By Bob Elliott
CINCINNATI _ If an election was held Tuesday night, Pete Rose would win.
He would win 12-0 if men and women voted to discuss his past crimes of betting on baseball.
He could win a mayoral election in his home town of Cincinnati.
He could win an Ohio gubernatorial race (Democrat or Republican).
And he would be elected to Cooperstown and the Hall of Fame if major league baseball re-instated him.
Rose was given the largest ovation as Hall of Famers Johnny Bench, Joe Morgan and Barry Larkin were honored before the 86th all-star game Tuesday night at the Great American Ball Park. With Bench, Morgan and Larkin already on the field the sold-out crowd chanted “Pete, Pete, Pete.”
And out came Pete.
But slow down.
We’re moving too fast.
“There’s no change with respect to the process with Pete Rose,” Manfred said at a Baseball Writers Association of America luncheon Tuesday afternoon. “The review of the original investigatory material is ongoing. I frankly was surprised at how much material there was to be reviewed. We’re taking a fresh look at that.
“I remain committed that Mr. Rose deserves an opportunity to tell me, in whatever format he feels most comfortable, whatever he wants me to know about the issue. I’m sure there will be an in-person meeting. I want to schedule it at a time when I have a good grasp of all the factual material.”
Rose was banned in 1989 after signing a lifetime ban as asked by commissioner Fay Vincent. Rose has said he was told if he signed it Vincent said he would reduce the penalty. Of course, for years Rose maintained he never bet on baseball.
So Rose remains in purgatory as additional material surfaces: atop the all-time hit list, but you won’t find him either inside the Hall of Fame in Cooperstown (he’s eight doors down the street signing autographs) or working in the game.
Manfred took over for outgoing commissioner Bud Selig in January so maybe he should not be expected to be up to date on Rose. However, he was his No. 2 man for years.
There should be an answer one way or another soon. After 26 years Rose should get an answer.
Manfred refused to knock Selig for leaving the building and leaving the Rose matter on his desk saying “every day I understand how this is a hard job.
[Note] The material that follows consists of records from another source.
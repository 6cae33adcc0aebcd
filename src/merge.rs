//! Merge engine and the global integrity pass
//!
//! Folds one chunk's extraction result into the running master. Each result
//! shape has its own accumulation rule: graph nodes dedup by id, edges and
//! events append, dashboard prose concatenates, subtext states are
//! redescribed by each chunk and so replace.

use crate::model::{GraphResult, ModeResult, Node, NodeSet, SubtextAnalysis};
use std::collections::HashSet;
use tracing::{info, warn};

/// Fold a newly extracted chunk result into the running master.
///
/// With no existing master the new result becomes the master verbatim.
/// Graph, timeline, and dashboard-action merging is associative in
/// practice: chunk arrival order does not change the final sets. Subtext
/// states and the dashboard summary are order-sensitive by design.
pub fn merge(current: Option<ModeResult>, incoming: ModeResult) -> ModeResult {
    let Some(master) = current else {
        return incoming;
    };
    match (master, incoming) {
        (ModeResult::Graph(master), ModeResult::Graph(incoming)) => {
            ModeResult::Graph(merge_graph(master, incoming))
        }
        (ModeResult::Timeline(mut master), ModeResult::Timeline(incoming)) => {
            master.chronology.extend(incoming.chronology);
            ModeResult::Timeline(master)
        }
        (ModeResult::Dashboard(mut master), ModeResult::Dashboard(incoming)) => {
            master.executive_summary.push('\n');
            master.executive_summary.push_str(&incoming.executive_summary);
            master.action_items.extend(incoming.action_items);
            // title and any other fields carry over from the master
            ModeResult::Dashboard(master)
        }
        (ModeResult::Subtext(master), ModeResult::Subtext(mut incoming)) => {
            // each chunk redescribes the subjects' current state: newest wins
            let mut unspoken_dynamics = master.unspoken_dynamics;
            unspoken_dynamics.append(&mut incoming.unspoken_dynamics);
            ModeResult::Subtext(SubtextAnalysis {
                scott: incoming.scott,
                mer: incoming.mer,
                unspoken_dynamics,
            })
        }
        (master, incoming) => {
            warn!(
                master = %master.mode(),
                incoming = %incoming.mode(),
                "result mode mismatch during merge, keeping incoming"
            );
            incoming
        }
    }
}

fn merge_graph(mut master: GraphResult, incoming: GraphResult) -> GraphResult {
    let mut nodes = NodeSet::from_nodes(std::mem::take(&mut master.nodes));
    for node in incoming.nodes {
        nodes.upsert(node);
    }
    master.nodes = nodes.into_vec();
    // edges are per-chunk observations, never deduplicated
    master.edges.extend(incoming.edges);
    master
}

/// Global integrity pass over the accumulated graph.
///
/// Cross-chunk merging can leave an edge pointing at an id no chunk kept.
/// Every such id gets a stub node, appended in first-reference order; edges
/// are structurally valid by now and are never dropped here. Returns the
/// number of stubs appended.
pub fn finalize(result: &mut GraphResult) -> u64 {
    let missing: Vec<String> = {
        let ids: HashSet<&str> = result.nodes.iter().map(|n| n.id.as_str()).collect();
        let mut seen = HashSet::new();
        let mut missing = Vec::new();
        for edge in &result.edges {
            for endpoint in [edge.source.as_str(), edge.target.as_str()] {
                if !ids.contains(endpoint) && seen.insert(endpoint) {
                    missing.push(endpoint.to_string());
                }
            }
        }
        missing
    };
    if !missing.is_empty() {
        info!(count = missing.len(), "autogenerating stub nodes for dangling endpoints");
    }
    let count = missing.len() as u64;
    for id in missing {
        result.nodes.push(Node::stub(id));
    }
    count
}

#[cfg(test)]
mod tests {
    use super::*;
    use crate::model::{
        AnalysisMode, DashboardReport, Dynamic, Edge, SubjectState, TimelineEvent, TimelineResult,
        UNKNOWN_TYPE,
    };

    fn graph(nodes: Vec<Node>, edges: Vec<Edge>) -> ModeResult {
        ModeResult::Graph(GraphResult { nodes, edges })
    }

    fn event(title: &str, chunk_id: u32) -> TimelineEvent {
        TimelineEvent {
            timestamp: String::new(),
            event: title.to_string(),
            significance: String::new(),
            intensity: 5,
            volume: String::new(),
            tags: Vec::new(),
            chunk_id,
        }
    }

    #[test]
    fn first_chunk_becomes_master_verbatim() {
        let incoming = graph(vec![Node::new("a", "", "", 1)], vec![]);
        assert_eq!(merge(None, incoming.clone()), incoming);
    }

    #[test]
    fn graph_nodes_union_by_id_and_accumulate_provenance() {
        let master = graph(
            vec![Node::new("a", "Alpha", "PERSON", 1), Node::new("b", "", "", 1)],
            vec![],
        );
        let incoming = graph(
            vec![Node::new("a", "Renamed", "TOPIC", 2), Node::new("c", "", "", 2)],
            vec![],
        );
        let merged = merge(Some(master), incoming);
        let g = merged.as_graph().unwrap();

        assert_eq!(g.nodes.len(), 3);
        // first-seen metadata wins, foundIn unions ascending
        assert_eq!(g.nodes[0].id, "a");
        assert_eq!(g.nodes[0].label, "Alpha");
        assert_eq!(g.nodes[0].node_type, "PERSON");
        assert_eq!(g.nodes[0].found_in, vec![1, 2]);
        assert_eq!(g.nodes[2].id, "c");
    }

    #[test]
    fn graph_edges_append_without_dedup() {
        let e = Edge::new("a", "b", "KNOWS", 1);
        let mut e2 = e.clone();
        e2.chunk_id = 2;
        let master = graph(vec![Node::new("a", "", "", 1)], vec![e.clone()]);
        let incoming = graph(vec![], vec![e2.clone(), e.clone()]);

        let merged = merge(Some(master), incoming);
        let g = merged.as_graph().unwrap();
        // identical observations from different chunks all survive
        assert_eq!(g.edges, vec![e.clone(), e2, e]);
    }

    #[test]
    fn timeline_appends_in_arrival_order() {
        let master = ModeResult::Timeline(TimelineResult {
            chronology: vec![event("first", 1)],
        });
        let incoming = ModeResult::Timeline(TimelineResult {
            chronology: vec![event("second", 2)],
        });
        let merged = merge(Some(master), incoming);
        let events = &merged.as_timeline().unwrap().chronology;
        assert_eq!(events.len(), 2);
        assert_eq!(events[0].event, "first");
        assert_eq!(events[1].event, "second");
    }

    #[test]
    fn dashboard_concatenates_summary_and_appends_actions() {
        let master = ModeResult::Dashboard(DashboardReport {
            title: "Run".to_string(),
            executive_summary: "Week one.".to_string(),
            action_items: vec!["a1".to_string()],
        });
        let incoming = ModeResult::Dashboard(DashboardReport {
            title: "Ignored".to_string(),
            executive_summary: "Week two.".to_string(),
            action_items: vec!["a2".to_string()],
        });
        let merged = merge(Some(master), incoming);
        let report = merged.as_dashboard().unwrap();
        assert_eq!(report.title, "Run");
        assert_eq!(report.executive_summary, "Week one.\nWeek two.");
        assert_eq!(report.action_items, vec!["a1", "a2"]);
    }

    // --- Scenario: subtext last-write-wins ---

    #[test]
    fn subtext_states_replace_but_dynamics_append() {
        let master = ModeResult::Subtext(SubtextAnalysis {
            scott: SubjectState {
                psychological_state: "calm".to_string(),
            },
            mer: SubjectState {
                psychological_state: "distant".to_string(),
            },
            unspoken_dynamics: vec![Dynamic {
                observation: "o1".to_string(),
                implication: "i1".to_string(),
                chunk_id: 1,
            }],
        });
        let incoming = ModeResult::Subtext(SubtextAnalysis {
            scott: SubjectState {
                psychological_state: "anxious".to_string(),
            },
            mer: SubjectState::default(),
            unspoken_dynamics: vec![Dynamic {
                observation: "o2".to_string(),
                implication: "i2".to_string(),
                chunk_id: 2,
            }],
        });
        let merged = merge(Some(master), incoming);
        let analysis = merged.as_subtext().unwrap();
        assert_eq!(analysis.scott.psychological_state, "anxious");
        assert_eq!(analysis.mer.psychological_state, "");
        assert_eq!(analysis.unspoken_dynamics.len(), 2);
        assert_eq!(analysis.unspoken_dynamics[0].observation, "o1");
    }

    #[test]
    fn mode_mismatch_keeps_incoming() {
        let master = ModeResult::empty(AnalysisMode::Graph);
        let incoming = ModeResult::empty(AnalysisMode::Timeline);
        assert_eq!(merge(Some(master), incoming.clone()), incoming);
    }

    // --- Property: associativity over chunk groupings ---

    #[test]
    fn graph_merge_is_associative_over_groupings() {
        let a = || {
            graph(
                vec![Node::new("a", "Alpha", "", 1)],
                vec![Edge::new("a", "b", "r", 1)],
            )
        };
        let b = || {
            graph(
                vec![Node::new("b", "", "", 2), Node::new("a", "Beta", "", 2)],
                vec![Edge::new("b", "a", "s", 2)],
            )
        };
        let c = || graph(vec![Node::new("c", "", "", 3)], vec![Edge::new("a", "c", "t", 3)]);

        // ((A + B) + C) vs (A + (B + C))
        let left = merge(Some(merge(Some(a()), b())), c());
        let right = merge(Some(a()), merge(Some(b()), c()));

        assert_eq!(left, right);
    }

    #[test]
    fn timeline_merge_is_associative_over_groupings() {
        let t = |titles: &[&str], chunk: u32| {
            ModeResult::Timeline(TimelineResult {
                chronology: titles.iter().map(|s| event(s, chunk)).collect(),
            })
        };
        let left = merge(Some(merge(Some(t(&["a"], 1)), t(&["b"], 2))), t(&["c"], 3));
        let right = merge(Some(t(&["a"], 1)), merge(Some(t(&["b"], 2)), t(&["c"], 3)));
        assert_eq!(left, right);
    }

    #[test]
    fn dashboard_actions_are_associative_even_though_prose_is_not() {
        let d = |summary: &str, action: &str| {
            ModeResult::Dashboard(DashboardReport {
                title: "t".to_string(),
                executive_summary: summary.to_string(),
                action_items: vec![action.to_string()],
            })
        };
        let left = merge(Some(merge(Some(d("s1", "a1")), d("s2", "a2"))), d("s3", "a3"));
        let right = merge(Some(d("s1", "a1")), merge(Some(d("s2", "a2")), d("s3", "a3")));

        let left = left.as_dashboard().unwrap().clone();
        let right = right.as_dashboard().unwrap().clone();
        assert_eq!(left.action_items, right.action_items);
        assert_eq!(left.action_items, vec!["a1", "a2", "a3"]);
        // the concatenated summary is order-sensitive but grouping-stable too
        assert_eq!(left.executive_summary, right.executive_summary);
    }

    // --- Scenario: cross-chunk dangling edge gets a stub, edges untouched ---

    #[test]
    fn finalize_stubs_dangling_endpoints_without_dropping_edges() {
        let master = merge(
            Some(graph(
                vec![Node::new("a", "", "", 1)],
                vec![Edge::new("a", "b", "KNOWS", 1)],
            )),
            graph(vec![Node::new("c", "", "", 2)], vec![Edge::new("c", "a", "MET", 2)]),
        );
        let ModeResult::Graph(mut g) = master else {
            unreachable!()
        };

        let stubs = finalize(&mut g);

        assert_eq!(stubs, 1);
        assert_eq!(g.edges.len(), 2, "no edge is ever dropped here");
        let stub = g.nodes.iter().find(|n| n.id == "b").unwrap();
        assert_eq!(stub.label, "b");
        assert_eq!(stub.node_type, UNKNOWN_TYPE);
        assert!(stub.found_in.is_empty());
    }

    #[test]
    fn finalize_is_a_no_op_on_a_closed_graph() {
        let mut g = GraphResult {
            nodes: vec![Node::new("a", "", "", 1), Node::new("b", "", "", 1)],
            edges: vec![Edge::new("a", "b", "r", 1)],
        };
        assert_eq!(finalize(&mut g), 0);
        assert_eq!(g.nodes.len(), 2);
    }

    #[test]
    fn finalize_stubs_each_missing_id_once_in_first_reference_order() {
        let mut g = GraphResult {
            nodes: vec![],
            edges: vec![
                Edge::new("x", "y", "r", 1),
                Edge::new("y", "x", "s", 2),
                Edge::new("z", "x", "t", 2),
            ],
        };
        assert_eq!(finalize(&mut g), 3);
        let ids: Vec<&str> = g.nodes.iter().map(|n| n.id.as_str()).collect();
        assert_eq!(ids, vec!["x", "y", "z"]);
    }
}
Bud was right way more than he was wrong.”
Tony Clark of the Players Association said he was disheartened explaining to his 13-year-old son why the hit leader was not in Cooperstown, calling it “a travesty.” Yet, Clark dodged the question when asked if Rose should be in the Hall of Fame.
While, Rose is banned for betting, baseball has entered into business with DraftKings a daily fantasy league advertised on the MLB.com web site and on the MLB Network.
“We see a very clear distinction between people who can impact the game and fans who engage through daily fantasy,” Manfred said ... as he did at the Rogers Centre home opener.
“We’ve made absolutely clear to our players and front office personnel we do not believe that DraftKings is an appropriate activity for them,”
Clark said he and his executive is “watching very closely,” when asked about DraftKings.
“As you might expect, considering where we’ve been and where we’re at, we’re walking a very delicate line, a sensitive line that could be muddied very quickly depending on what words you use in a sentence,” Clark said. “So it’s something that we’re paying a lot of attention to.”
The commissioner covered a number of subjects in his annual state of the union address:
_ Asked about Montreal, former home of the Expos, Manfred said he believes the city has a rich history and showed impressively during exhibitions this spring and last. He said Montreal mayor Denis Coderre “is an enthusiastic supporter, the kind we need.”
But he said it’s a long way from two exhibitions to 81 home games in a facility that meets major league standards.
_ He said no changes to address fan safety are coming soon. The subject has been a topic since a woman in Boston was hospitalized after being struck by a flying bat. Safety features are continuing to be evaluated. If there are any changes, they will be implemented before next season.
_ Asked if umpires are calling a lower strike zone, Manfred said “people make a mistake when they see the box on TV the difference between the box and the actual zone is night and day.” He pointed out how the strike zone is adjusted for each hitter making it dramatically different from the box on TV. Joe Torre said there’s no change in zone compared to last year. Two years ago umpires began calling lower strikes.
_ Manfred likes the new post-season format, including the one-game play-in for wild-card teams. He says the selectivity of postseason sets baseball apart from other sports.
“Our marketing guys like the excitement and the baseball side liked the fact we that we were not rewarding the wild-card winners,” he said.
_ He’s encouraged by pace of play changes and reports that games are moving along better. He said the average game time is down nine minutes and if that holds up it will be the largest decrease since 1965. Manfred says the most important issue involving pace of game is player support. He says he’s talked to every team but the Philadelphia Phillies.
_ He’s was pleased with the all-star voting. There was at time when eight Kansas City Royals led in voting for AL spots. “Fans have a way of fixing things, in Detroit they voted for Miguel Cabrera, in Houston they voted for Jose Altuve, they said ‘our guy is better.’”
_ He said the commissioner’s office is continuing to work on a new domestic violence policy and will have an announcement shortly.